**ABOUT THIS EXERCISE:**
Could you work out how many lines in the material below hold the word "layout"? Give only the number in reply.

**DATA SHOWN:**
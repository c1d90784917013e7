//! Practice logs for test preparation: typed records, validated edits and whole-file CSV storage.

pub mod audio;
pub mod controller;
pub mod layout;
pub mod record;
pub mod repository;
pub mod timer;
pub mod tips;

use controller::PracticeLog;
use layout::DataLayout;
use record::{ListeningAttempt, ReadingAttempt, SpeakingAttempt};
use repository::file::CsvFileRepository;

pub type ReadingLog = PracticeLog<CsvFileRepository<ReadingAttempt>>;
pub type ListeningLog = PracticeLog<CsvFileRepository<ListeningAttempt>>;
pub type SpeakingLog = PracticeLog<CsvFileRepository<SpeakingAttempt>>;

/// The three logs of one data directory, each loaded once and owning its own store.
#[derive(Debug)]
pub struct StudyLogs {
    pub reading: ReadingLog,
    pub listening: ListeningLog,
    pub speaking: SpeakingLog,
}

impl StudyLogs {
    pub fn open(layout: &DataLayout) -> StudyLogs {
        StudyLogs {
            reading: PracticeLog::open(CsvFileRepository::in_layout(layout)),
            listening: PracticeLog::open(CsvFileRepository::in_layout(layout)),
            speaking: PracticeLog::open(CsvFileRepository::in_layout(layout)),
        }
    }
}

**FINAL ANSWER:**
6